Following the election of a Coalition government, the Department for Business Innovation and Skills introduced legislation to increase tuition fees while reducing government spending on Higher Education in real terms and the University for the Creative Arts was revealed to be the fourth most-cut university in England with a cut of 7.8% (10.2% in real terms).

The University for the Creative Arts announced in February 2011 that it was discussing designating part of its Maidstone campus for use by MidKent College. Further to this, MidKent College expressed its willingness to buy the Maidstone campus from 2012 and phase out the UCA presence at the campus by 2014.

Timeline
 1856 – Guildford School of Art is founded as Guildford Working Men's Institution
 1866 – Farnham School of Art is founded 
 1867 – Maidstone College of Art is founded as Maidstone School of Art
 1868 – Canterbury College of Art is founded as the Sidney Cooper School of Art
 1886 – Medway College of Design is founded as Rochester School of Art
 1896 – Epsom School of Art & Design is founded as Epsom Technical Institute & School of Art
 1969 – Farnham School of Art and Guildford School of Art merge to form West Surrey College of Art & Design
 1987 – Canterbury College of Art, Maidstone College of Art and Medway College of Design merge to form Kent Institute of Art & Design
 1995 – Epsom School of Art & Design and West Surrey College of Art & Design merge to form Surrey Institute of Art & Design 
 1999 – Surrey Institute of Art & Design receives University College Title from the Privy Council and is renamed Surrey Institute of Art & Design, University College 
 2005 – Kent Institute of Art & Design and Surrey Institute of Art & Design, University College merge to form University College for the Creative Arts at Canterbury, Epsom, Farnham, Maidstone & Rochester 
 2008 – University College for the Creative Arts at Canterbury, Epsom, Farnham, Maidstone & Rochester receives University Title from the Privy Council and is renamed University for the Creative Arts

Campuses

UCA has campuses in Canterbury, Epsom, Farnham and Rochester, together with teaching bases at the Royal School of Needlework and The Maidstone Studios, and a project and exhibition space in Folkestone Creative Quarter. It previously had a campus in Maidstone, which was closed in 2014.

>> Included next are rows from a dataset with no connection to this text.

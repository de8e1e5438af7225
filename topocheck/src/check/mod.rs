//! Topology checks.
//!
//! Every check is a pure function of its inputs. Topology defects are returned as [`CheckError`] values; features
//! that cannot be evaluated at all are reported separately as [`FeatureGeometryError`]s.

mod containment;
mod gap;
mod overlap;
mod self_intersection;

pub use containment::check_containment;
pub use gap::check_gaps;
pub use overlap::check_overlaps;
pub use self_intersection::check_self_intersections;

use serde::Serialize;
use topocheck_types::GeometryError;

use crate::check_error::CheckError;
use crate::error::GapCheckFailure;

/// Structural defect of a feature met during a check.
#[derive(Debug, Clone, PartialEq, Serialize)]
pub struct FeatureGeometryError {
    /// Id of the offending feature.
    pub feature_id: String,
    /// What is wrong with it.
    pub error: GeometryError,
}

impl FeatureGeometryError {
    pub(crate) fn new(feature_id: &str, error: GeometryError) -> Self {
        Self {
            feature_id: feature_id.to_string(),
            error,
        }
    }
}

/// Result of a per-feature check against a candidate set (overlap, containment).
#[derive(Debug, Clone, Default, PartialEq)]
pub struct CheckOutcome {
    /// Topology defects found.
    pub errors: Vec<CheckError>,
    /// Candidates that were skipped because they are structurally invalid.
    pub invalid_candidates: Vec<FeatureGeometryError>,
    /// Set when the checked feature itself is invalid and the check was skipped for it.
    pub geometry_error: Option<GeometryError>,
}

impl CheckOutcome {
    pub(crate) fn invalid_input(error: GeometryError) -> Self {
        Self {
            geometry_error: Some(error),
            ..Default::default()
        }
    }

    /// The checked feature was invalid and nothing was tested.
    pub fn geometry_error_flag(&self) -> bool {
        self.geometry_error.is_some()
    }
}

/// Result of the gap check of a layer.
#[derive(Debug, Clone, Default, PartialEq)]
pub struct GapOutcome {
    /// Gaps found.
    pub errors: Vec<CheckError>,
    /// Features left out of the mosaic because they are structurally invalid.
    pub invalid_features: Vec<FeatureGeometryError>,
    /// Set when the check could not complete. `errors` is empty then, which does not mean there are no gaps.
    pub failure: Option<GapCheckFailure>,
}

impl GapOutcome {
    pub(crate) fn failed(
        failure: GapCheckFailure,
        invalid_features: Vec<FeatureGeometryError>,
    ) -> Self {
        Self {
            errors: vec![],
            invalid_features,
            failure: Some(failure),
        }
    }

    /// The check is inconclusive.
    pub fn check_error_flag(&self) -> bool {
        self.failure.is_some()
    }
}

The university also validates provision at, or co-delivers courses with, a number of other educational institutions and arts organisations in the UK and overseas: Farnham Maltings, Laine Theatre Arts, London School of Design & Marketing,  Millennium  Performing Arts, Turner Contemporary and MIT Institute of Design.

On 1 November 2016, the Open College of the Arts became part of UCA. This built on a close working relationship established in 2010.

Organisation and academic life

, and offers courses in a very wide range of architecture, art, design, fashion, media and performing arts subjects. Courses are offered at pre-degree further education, undergraduate, taught postgraduate and doctoral levels.

The University is organised into seven academic schools: The Business School, Canterbury School of Architecture; Crafts & Design; Fashion and Textiles; Film, Media & Performing Arts; Fine Art, Photography and Visual Communication; and Further Education.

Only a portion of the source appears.